## [What you have to do]
Go through the listing below and say how many lines contain "bytes"; write nothing but the number.
------ Input
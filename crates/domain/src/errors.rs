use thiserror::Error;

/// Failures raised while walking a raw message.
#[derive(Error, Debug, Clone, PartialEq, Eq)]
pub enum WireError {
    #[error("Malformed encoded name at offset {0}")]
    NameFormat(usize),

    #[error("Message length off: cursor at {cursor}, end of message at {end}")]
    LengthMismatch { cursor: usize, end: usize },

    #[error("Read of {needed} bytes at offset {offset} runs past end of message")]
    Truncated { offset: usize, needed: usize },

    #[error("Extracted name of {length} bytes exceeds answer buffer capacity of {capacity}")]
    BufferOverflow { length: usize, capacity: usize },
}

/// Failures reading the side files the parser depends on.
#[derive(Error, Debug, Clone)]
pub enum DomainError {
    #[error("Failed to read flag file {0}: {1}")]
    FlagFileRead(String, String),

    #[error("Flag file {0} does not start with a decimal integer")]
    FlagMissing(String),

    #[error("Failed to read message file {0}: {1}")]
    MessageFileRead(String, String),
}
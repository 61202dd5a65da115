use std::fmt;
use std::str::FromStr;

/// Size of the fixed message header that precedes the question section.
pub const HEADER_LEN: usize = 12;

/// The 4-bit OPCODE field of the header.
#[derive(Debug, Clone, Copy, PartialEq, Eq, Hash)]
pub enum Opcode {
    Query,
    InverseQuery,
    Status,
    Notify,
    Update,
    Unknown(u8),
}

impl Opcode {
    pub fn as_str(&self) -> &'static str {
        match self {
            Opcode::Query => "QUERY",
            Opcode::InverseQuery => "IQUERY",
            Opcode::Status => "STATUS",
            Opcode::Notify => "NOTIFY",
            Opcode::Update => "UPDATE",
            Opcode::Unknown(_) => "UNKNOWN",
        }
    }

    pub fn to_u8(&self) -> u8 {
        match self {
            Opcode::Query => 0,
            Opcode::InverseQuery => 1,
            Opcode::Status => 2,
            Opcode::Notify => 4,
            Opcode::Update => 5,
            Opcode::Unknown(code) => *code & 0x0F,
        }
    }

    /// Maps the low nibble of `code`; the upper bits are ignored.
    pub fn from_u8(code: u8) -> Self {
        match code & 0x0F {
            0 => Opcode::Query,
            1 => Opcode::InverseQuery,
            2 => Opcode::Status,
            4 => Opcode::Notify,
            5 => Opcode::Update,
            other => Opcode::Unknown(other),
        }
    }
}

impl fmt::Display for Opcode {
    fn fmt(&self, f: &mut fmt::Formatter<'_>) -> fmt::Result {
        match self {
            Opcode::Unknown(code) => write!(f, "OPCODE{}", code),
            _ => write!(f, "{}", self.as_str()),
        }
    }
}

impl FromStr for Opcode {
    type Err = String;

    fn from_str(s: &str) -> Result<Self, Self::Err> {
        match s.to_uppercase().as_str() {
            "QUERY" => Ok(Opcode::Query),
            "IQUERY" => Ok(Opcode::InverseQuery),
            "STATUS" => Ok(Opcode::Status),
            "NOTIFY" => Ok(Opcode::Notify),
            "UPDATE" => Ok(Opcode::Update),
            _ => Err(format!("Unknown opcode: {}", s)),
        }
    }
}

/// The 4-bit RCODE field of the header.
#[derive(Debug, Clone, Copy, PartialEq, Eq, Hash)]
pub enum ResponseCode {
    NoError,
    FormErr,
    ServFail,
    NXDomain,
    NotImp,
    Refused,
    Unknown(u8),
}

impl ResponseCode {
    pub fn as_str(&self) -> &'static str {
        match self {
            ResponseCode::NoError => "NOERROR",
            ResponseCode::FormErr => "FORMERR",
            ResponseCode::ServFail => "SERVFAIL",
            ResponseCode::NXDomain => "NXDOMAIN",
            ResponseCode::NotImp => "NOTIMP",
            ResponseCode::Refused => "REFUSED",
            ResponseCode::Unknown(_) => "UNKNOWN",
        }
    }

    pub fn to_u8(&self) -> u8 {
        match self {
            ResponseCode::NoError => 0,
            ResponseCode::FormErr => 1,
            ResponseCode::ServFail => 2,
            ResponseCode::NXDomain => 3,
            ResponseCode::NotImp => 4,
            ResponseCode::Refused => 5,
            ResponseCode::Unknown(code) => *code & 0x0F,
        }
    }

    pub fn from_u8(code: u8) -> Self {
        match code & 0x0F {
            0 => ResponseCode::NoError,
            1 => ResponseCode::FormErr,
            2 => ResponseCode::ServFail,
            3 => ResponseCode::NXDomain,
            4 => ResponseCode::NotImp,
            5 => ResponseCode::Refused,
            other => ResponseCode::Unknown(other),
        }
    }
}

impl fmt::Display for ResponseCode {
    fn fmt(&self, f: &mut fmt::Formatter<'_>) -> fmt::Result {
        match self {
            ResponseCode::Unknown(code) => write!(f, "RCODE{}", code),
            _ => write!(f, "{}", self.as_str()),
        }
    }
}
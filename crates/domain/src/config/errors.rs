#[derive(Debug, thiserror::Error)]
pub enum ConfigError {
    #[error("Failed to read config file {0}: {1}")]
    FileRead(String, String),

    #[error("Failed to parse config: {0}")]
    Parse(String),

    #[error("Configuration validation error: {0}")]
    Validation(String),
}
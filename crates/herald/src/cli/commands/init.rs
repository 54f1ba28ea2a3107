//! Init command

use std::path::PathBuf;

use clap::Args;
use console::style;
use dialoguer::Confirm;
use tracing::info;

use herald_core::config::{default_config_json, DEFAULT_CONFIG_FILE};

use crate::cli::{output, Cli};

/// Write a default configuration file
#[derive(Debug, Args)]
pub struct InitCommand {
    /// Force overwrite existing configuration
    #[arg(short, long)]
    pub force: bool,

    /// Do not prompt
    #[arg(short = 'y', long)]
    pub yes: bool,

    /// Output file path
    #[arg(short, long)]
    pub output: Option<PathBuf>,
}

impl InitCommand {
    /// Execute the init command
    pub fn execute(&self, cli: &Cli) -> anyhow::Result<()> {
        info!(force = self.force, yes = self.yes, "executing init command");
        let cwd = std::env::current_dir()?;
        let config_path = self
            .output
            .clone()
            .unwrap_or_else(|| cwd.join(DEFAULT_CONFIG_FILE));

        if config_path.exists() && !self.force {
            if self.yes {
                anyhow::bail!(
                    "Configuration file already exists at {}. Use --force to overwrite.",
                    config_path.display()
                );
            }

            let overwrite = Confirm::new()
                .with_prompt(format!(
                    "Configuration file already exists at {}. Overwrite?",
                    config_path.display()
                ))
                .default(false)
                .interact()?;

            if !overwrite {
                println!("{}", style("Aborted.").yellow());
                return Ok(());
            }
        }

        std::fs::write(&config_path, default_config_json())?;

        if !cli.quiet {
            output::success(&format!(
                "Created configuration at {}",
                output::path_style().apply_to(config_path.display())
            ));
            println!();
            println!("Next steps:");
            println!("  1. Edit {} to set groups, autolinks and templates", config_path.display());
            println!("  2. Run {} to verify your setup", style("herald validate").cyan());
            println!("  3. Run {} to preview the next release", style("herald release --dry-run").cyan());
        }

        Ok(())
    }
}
------------
## [Task solution]
2